## Your objective
I need the records below retyped exactly.

===== Task data =====

//! LOGIN and the SASL LOGIN / CRAM-MD5 exchanges.

use hmac::{Hmac, Mac};
use md5::Md5;
use tidemail_mime::encoding::{decode_base64, encode_base64};

use super::Session;
use crate::command::{Command, LoginType};
use crate::connection::Transport;
use crate::parser::response::{
    Status, continuation_text, is_continuation, is_tagged_completion, line_text, parse_completion,
};
use crate::{Error, Result};

impl<T: Transport> Session<T> {
    /// Authenticates with the given mechanism.
    ///
    /// A NO from the server is reported as [`Error::Auth`].
    pub async fn login(
        &mut self,
        username: &str,
        password: &str,
        login_type: LoginType,
    ) -> Result<()> {
        let result = match login_type {
            LoginType::Plain => self.login_plain(username, password).await,
            LoginType::Authenticate => self.login_authenticate(username, password).await,
            LoginType::CramMd5 => self.login_cram_md5(username, password).await,
        };
        let result = result.map_err(|error| match error {
            Error::No(text) => Error::Auth(text),
            other => other,
        });
        self.record(result)
    }

    async fn login_plain(&mut self, username: &str, password: &str) -> Result<()> {
        let tag = self
            .send_command(&Command::Login {
                username: username.to_string(),
                password: password.to_string(),
            })
            .await?;
        self.finish(&tag).await.map(drop)
    }

    async fn login_authenticate(&mut self, username: &str, password: &str) -> Result<()> {
        let tag = self.send_authenticate("LOGIN").await?;

        self.read_challenge(&tag).await?;
        self.send_data_line(&encode_base64(username.as_bytes())).await?;

        self.read_challenge(&tag).await?;
        self.send_data_line(&encode_base64(password.as_bytes())).await?;

        self.finish(&tag).await.map(drop)
    }

    async fn login_cram_md5(&mut self, username: &str, password: &str) -> Result<()> {
        let tag = self.send_authenticate("CRAM-MD5").await?;

        let challenge = self.read_challenge(&tag).await?;
        let challenge = decode_base64(&String::from_utf8_lossy(&challenge))?;
        let answer = cram_md5_response(username, password, &challenge)?;
        self.send_data_line(&answer).await?;

        self.finish(&tag).await.map(drop)
    }

    async fn send_authenticate(&mut self, mechanism: &str) -> Result<String> {
        self.send_command(&Command::Authenticate {
            mechanism: mechanism.to_string(),
        })
        .await
    }

    /// Waits for the server's `+` line and returns its payload.
    async fn read_challenge(&mut self, tag: &str) -> Result<Vec<u8>> {
        loop {
            let line = self.read_response().await?;
            if is_continuation(&line) {
                return Ok(continuation_text(&line).to_vec());
            }
            if let Some(completion) = parse_completion(&line, tag) {
                return Err(match completion.status {
                    Status::No => Error::No(completion.text),
                    Status::Bad => Error::Bad(completion.text),
                    Status::Ok => Error::Protocol(
                        "authentication completed before the exchange finished".to_string(),
                    ),
                });
            }
            if is_tagged_completion(&line) {
                return Err(Error::Protocol(format!(
                    "unexpected tagged response: {}",
                    line_text(&line)
                )));
            }
        }
    }
}

/// `base64(username + " " + hex(HMAC-MD5(password, challenge)))`.
fn cram_md5_response(username: &str, password: &str, challenge: &[u8]) -> Result<String> {
    let mut mac = Hmac::<Md5>::new_from_slice(password.as_bytes())
        .map_err(|_| Error::Auth("invalid CRAM-MD5 key".to_string()))?;
    mac.update(challenge);
    let digest = mac.finalize().into_bytes();

    let hex: String = digest.iter().map(|byte| format!("{byte:02x}")).collect();
    Ok(encode_base64(format!("{username} {hex}").as_bytes()))
}

#[cfg(test)]
#[allow(
    clippy::unwrap_used,
    clippy::redundant_clone,
    clippy::manual_string_new,
    clippy::needless_collect,
    clippy::unreadable_literal,
    clippy::used_underscore_items,
    clippy::similar_names
)]
mod tests {
    use super::*;
    use crate::command::TagGenerator;
    use crate::connection::FramedTransport;
    use tokio_test::io::Builder;

    fn session(mock: tokio_test::io::Mock) -> Session<FramedTransport<tokio_test::io::Mock>> {
        Session::with_tags(FramedTransport::new(mock), TagGenerator::new("A"))
    }

    #[test]
    fn test_cram_md5_known_answer() {
        let answer = cram_md5_response(
            "tim",
            "tanstaaftanstaaf",
            b"<1896.697170952@postoffice.reston.mci.net>",
        )
        .unwrap();
        assert_eq!(answer, "dGltIGI5MTNhNjAyYzdlZGE3YTQ5NWI0ZTZlNzMzNGQzODkw");
    }

    #[tokio::test]
    async fn test_login_plain() {
        let mock = Builder::new()
            .write(b"A0000 LOGIN tim \"secret word\"\r\n")
            .read(b"A0000 OK LOGIN completed\r\n")
            .build();
        let mut session = session(mock);

        session
            .login("tim", "secret word", LoginType::Plain)
            .await
            .unwrap();
    }

    #[tokio::test]
    async fn test_login_rejected() {
        let mock = Builder::new()
            .write(b"A0000 LOGIN tim wrong\r\n")
            .read(b"A0000 NO [AUTHENTICATIONFAILED] Invalid credentials\r\n")
            .build();
        let mut session = session(mock);

        let error = session.login("tim", "wrong", LoginType::Plain).await.unwrap_err();
        assert!(matches!(error, Error::Auth(_)));
        assert_eq!(
            session.error_string(),
            "[AUTHENTICATIONFAILED] Invalid credentials"
        );
    }

    #[tokio::test]
    async fn test_authenticate_login() {
        let mock = Builder::new()
            .write(b"A0000 AUTHENTICATE LOGIN\r\n")
            .read(b"+ VXNlcm5hbWU6\r\n")
            .write(b"dGlt\r\n")
            .read(b"+ UGFzc3dvcmQ6\r\n")
            .write(b"c2VjcmV0\r\n")
            .read(b"A0000 OK AUTHENTICATE completed\r\n")
            .build();
        let mut session = session(mock);

        session
            .login("tim", "secret", LoginType::Authenticate)
            .await
            .unwrap();
    }

    #[tokio::test]
    async fn test_cram_md5_exchange() {
        let mock = Builder::new()
            .write(b"A0000 AUTHENTICATE CRAM-MD5\r\n")
            .read(b"+ PDE4OTYuNjk3MTcwOTUyQHBvc3RvZmZpY2UucmVzdG9uLm1jaS5uZXQ+\r\n")
            .write(b"dGltIGI5MTNhNjAyYzdlZGE3YTQ5NWI0ZTZlNzMzNGQzODkw\r\n")
            .read(b"A0000 OK CRAM authentication successful\r\n")
            .build();
        let mut session = session(mock);

        session
            .login("tim", "tanstaaftanstaaf", LoginType::CramMd5)
            .await
            .unwrap();
    }

    #[tokio::test]
    async fn test_mechanism_refused() {
        let mock = Builder::new()
            .write(b"A0000 AUTHENTICATE CRAM-MD5\r\n")
            .read(b"A0000 BAD unsupported mechanism\r\n")
            .build();
        let mut session = session(mock);

        let error = session
            .login("tim", "pw", LoginType::CramMd5)
            .await
            .unwrap_err();
        assert!(matches!(error, Error::Bad(_)));
        assert_eq!(session.error_string(), "unsupported mechanism");
    }
}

=====

## Result of this task
//! LOGIN and the SASL LOGIN / CRAM-MD5 exchanges.

use hmac::{Hmac, Mac};
use md5::Md5;
use tidemail_mime::encoding::{decode_base64, encode_base64};

use super::Session;
use crate::command::{Command, LoginType};
use crate::connection::Transport;
use crate::parser::response::{
    Status, continuation_text, is_continuation, is_tagged_completion, line_text, parse_completion,
};
use crate::{Error, Result};

impl<T: Transport> Session<T> {
    /// Authenticates with the given mechanism.
    ///
    /// A NO from the server is reported as [`Error::Auth`].
    pub async fn login(
        &mut self,
        username: &str,
        password: &str,
        login_type: LoginType,
    ) -> Result<()> {
        let result = match login_type {
            LoginType::Plain => self.login_plain(username, password).await,
            LoginType::Authenticate => self.login_authenticate(username, password).await,
            LoginType::CramMd5 => self.login_cram_md5(username, password).await,
        };
        let result = result.map_err(|error| match error {
            Error::No(text) => Error::Auth(text),
            other => other,
        });
        self.record(result)
    }

    async fn login_plain(&mut self, username: &str, password: &str) -> Result<()> {
        let tag = self
            .send_command(&Command::Login {
                username: username.to_string(),
                password: password.to_string(),
            })
            .await?;
        self.finish(&tag).await.map(drop)
    }

    async fn login_authenticate(&mut self, username: &str, password: &str) -> Result<()> {
        let tag = self.send_authenticate("LOGIN").await?;

        self.read_challenge(&tag).await?;
        self.send_data_line(&encode_base64(username.as_bytes())).await?;

        self.read_challenge(&tag).await?;
        self.send_data_line(&encode_base64(password.as_bytes())).await?;

        self.finish(&tag).await.map(drop)
    }

    async fn login_cram_md5(&mut self, username: &str, password: &str) -> Result<()> {
        let tag = self.send_authenticate("CRAM-MD5").await?;

        let challenge = self.read_challenge(&tag).await?;
        let challenge = decode_base64(&String::from_utf8_lossy(&challenge))?;
        let answer = cram_md5_response(username, password, &challenge)?;
        self.send_data_line(&answer).await?;

        self.finish(&tag).await.map(drop)
    }

    async fn send_authenticate(&mut self, mechanism: &str) -> Result<String> {
        self.send_command(&Command::Authenticate {
            mechanism: mechanism.to_string(),
        })
        .await
    }

    /// Waits for the server's `+` line and returns its payload.
    async fn read_challenge(&mut self, tag: &str) -> Result<Vec<u8>> {
        loop {
            let line = self.read_response().await?;
            if is_continuation(&line) {
                return Ok(continuation_text(&line).to_vec());
            }
            if let Some(completion) = parse_completion(&line, tag) {
                return Err(match completion.status {
                    Status::No => Error::No(completion.text),
                    Status::Bad => Error::Bad(completion.text),
                    Status::Ok => Error::Protocol(
                        "authentication completed before the exchange finished".to_string(),
                    ),
                });
            }
            if is_tagged_completion(&line) {
                return Err(Error::Protocol(format!(
                    "unexpected tagged response: {}",
                    line_text(&line)
                )));
            }
        }
    }
}

/// `base64(username + " " + hex(HMAC-MD5(password, challenge)))`.
fn cram_md5_response(username: &str, password: &str, challenge: &[u8]) -> Result<String> {
    let mut mac = Hmac::<Md5>::new_from_slice(password.as_bytes())
        .map_err(|_| Error::Auth("invalid CRAM-MD5 key".to_string()))?;
    mac.update(challenge);
    let digest = mac.finalize().into_bytes();

    let hex: String = digest.iter().map(|byte| format!("{byte:02x}")).collect();
    Ok(encode_base64(format!("{username} {hex}").as_bytes()))
}

#[cfg(test)]
#[allow(
    clippy::unwrap_used,
    clippy::redundant_clone,
    clippy::manual_string_new,
    clippy::needless_collect,
    clippy::unreadable_literal,
    clippy::used_underscore_items,
    clippy::similar_names
)]
mod tests {
    use super::*;
    use crate::command::TagGenerator;
    use crate::connection::FramedTransport;
    use tokio_test::io::Builder;

    fn session(mock: tokio_test::io::Mock) -> Session<FramedTransport<tokio_test::io::Mock>> {
        Session::with_tags(FramedTransport::new(mock), TagGenerator::new("A"))
    }

    #[test]
    fn test_cram_md5_known_answer() {
        let answer = cram_md5_response(
            "tim",
            "tanstaaftanstaaf",
            b"<1896.697170952@postoffice.reston.mci.net>",
        )
        .unwrap();
        assert_eq!(answer, "dGltIGI5MTNhNjAyYzdlZGE3YTQ5NWI0ZTZlNzMzNGQzODkw");
    }

    #[tokio::test]
    async fn test_login_plain() {
        let mock = Builder::new()
            .write(b"A0000 LOGIN tim \"secret word\"\r\n")
            .read(b"A0000 OK LOGIN completed\r\n")
            .build();
        let mut session = session(mock);

        session
            .login("tim", "secret word", LoginType::Plain)
            .await
            .unwrap();
    }

    #[tokio::test]
    async fn test_login_rejected() {
        let mock = Builder::new()
            .write(b"A0000 LOGIN tim wrong\r\n")
            .read(b"A0000 NO [AUTHENTICATIONFAILED] Invalid credentials\r\n")
            .build();
        let mut session = session(mock);

        let error = session.login("tim", "wrong", LoginType::Plain).await.unwrap_err();
        assert!(matches!(error, Error::Auth(_)));
        assert_eq!(
            session.error_string(),
            "[AUTHENTICATIONFAILED] Invalid credentials"
        );
    }

    #[tokio::test]
    async fn test_authenticate_login() {
        let mock = Builder::new()
            .write(b"A0000 AUTHENTICATE LOGIN\r\n")
            .read(b"+ VXNlcm5hbWU6\r\n")
            .write(b"dGlt\r\n")
            .read(b"+ UGFzc3dvcmQ6\r\n")
            .write(b"c2VjcmV0\r\n")
            .read(b"A0000 OK AUTHENTICATE completed\r\n")
            .build();
        let mut session = session(mock);

        session
            .login("tim", "secret", LoginType::Authenticate)
            .await
            .unwrap();
    }

    #[tokio::test]
    async fn test_cram_md5_exchange() {
        let mock = Builder::new()
            .write(b"A0000 AUTHENTICATE CRAM-MD5\r\n")
            .read(b"+ PDE4OTYuNjk3MTcwOTUyQHBvc3RvZmZpY2UucmVzdG9uLm1jaS5uZXQ+\r\n")
            .write(b"dGltIGI5MTNhNjAyYzdlZGE3YTQ5NWI0ZTZlNzMzNGQzODkw\r\n")
            .read(b"A0000 OK CRAM authentication successful\r\n")
            .build();
        let mut session = session(mock);

        session
            .login("tim", "tanstaaftanstaaf", LoginType::CramMd5)
            .await
            .unwrap();
    }

    #[tokio::test]
    async fn test_mechanism_refused() {
        let mock = Builder::new()
            .write(b"A0000 AUTHENTICATE CRAM-MD5\r\n")
            .read(b"A0000 BAD unsupported mechanism\r\n")
            .build();
        let mut session = session(mock);

        let error = session
            .login("tim", "pw", LoginType::CramMd5)
            .await
            .unwrap_err();
        assert!(matches!(error, Error::Bad(_)));
        assert_eq!(session.error_string(), "unsupported mechanism");
    }
}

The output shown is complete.